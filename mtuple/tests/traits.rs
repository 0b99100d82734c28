use {
    mtuple::prelude::*,
    static_assertions::{assert_impl_all, assert_not_impl_any},
    std::{
        cell::{Cell, RefCell},
        fmt::Display,
        hash::Hash,
        rc::Rc,
    },
};

// Only tuples can extend a tuple
assert_impl_all!(Tuple1<()>: TupleShape);
assert_impl_all!(ExtendedTuple<(), (), (), (), (), (), (), Tuple1<()>>: TupleShape);
assert_not_impl_any!(i32: TupleShape);
assert_not_impl_any!((i32, i32): TupleShape);
assert_not_impl_any!(Rc<RefCell<Tuple1<i32>>>: TupleShape);

// Natural comparison is available whenever every slot is an element
assert_impl_all!(Tuple3<i32, String, f64>: Eq, Ord, Hash, Element, AnyTuple);
assert_impl_all!(Tuple2<Option<Box<str>>, Tuple1<char>>: Eq, Ord, Hash, Element);
assert_impl_all!(
    ExtendedTuple<u8, u8, u8, u8, u8, u8, u8, Tuple2<f32, bool>>: Eq,
    Ord,
    Hash,
    Element,
    AnyTuple
);
assert_impl_all!(Tuple2<i32, Vec<String>>: Eq, Ord, Hash, Element);
assert_impl_all!(Tuple1<[f64; 3]>: Eq, Ord, Hash, Element);
assert_not_impl_any!(Tuple2<i32, Cell<i32>>: PartialEq, Element);
assert_not_impl_any!(Tuple1<(i32, i32)>: PartialEq, Element);

// Rendering needs every slot to be displayable
assert_impl_all!(Tuple2<&str, f64>: Display, Render);
assert_not_impl_any!(Tuple2<&str, Vec<u8>>: Display, Render);

// Shared rests are single-threaded
assert_impl_all!(Tuple7<i32, i32, i32, i32, i32, i32, i32>: Send, Sync);
assert_not_impl_any!(ExtendedTuple<i32, i32, i32, i32, i32, i32, i32, Tuple1<i32>>: Send, Sync);

assert_impl_all!(Natural: Comparer<i32>, Comparer<str>, Comparer<Tuple1<i32>>, Copy, Default);
assert_impl_all!(Error: std::error::Error, Send, Sync, Copy);

#[test]
fn errors_describe_the_expected_type() {
    let error = Error::IncorrectType {
        expected: "mtuple::Tuple1<i32>",
    };
    assert_eq!(
        error.to_string(),
        "cannot order tuple against a value that is not of type `mtuple::Tuple1<i32>`"
    );

    let error = Error::RestNotTuple { expected: "T" };
    assert_eq!(
        error.to_string(),
        "last argument of an extended tuple must be a tuple of type `T`"
    );
}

====================

What the task asks. For the word "TupleShape", return every line of the records that holds it.

Answer to this task.
assert_impl_all!(Tuple1<()>: TupleShape);
assert_impl_all!(ExtendedTuple<(), (), (), (), (), (), (), Tuple1<()>>: TupleShape);
assert_not_impl_any!(i32: TupleShape);
assert_not_impl_any!((i32, i32): TupleShape);
assert_not_impl_any!(Rc<RefCell<Tuple1<i32>>>: TupleShape);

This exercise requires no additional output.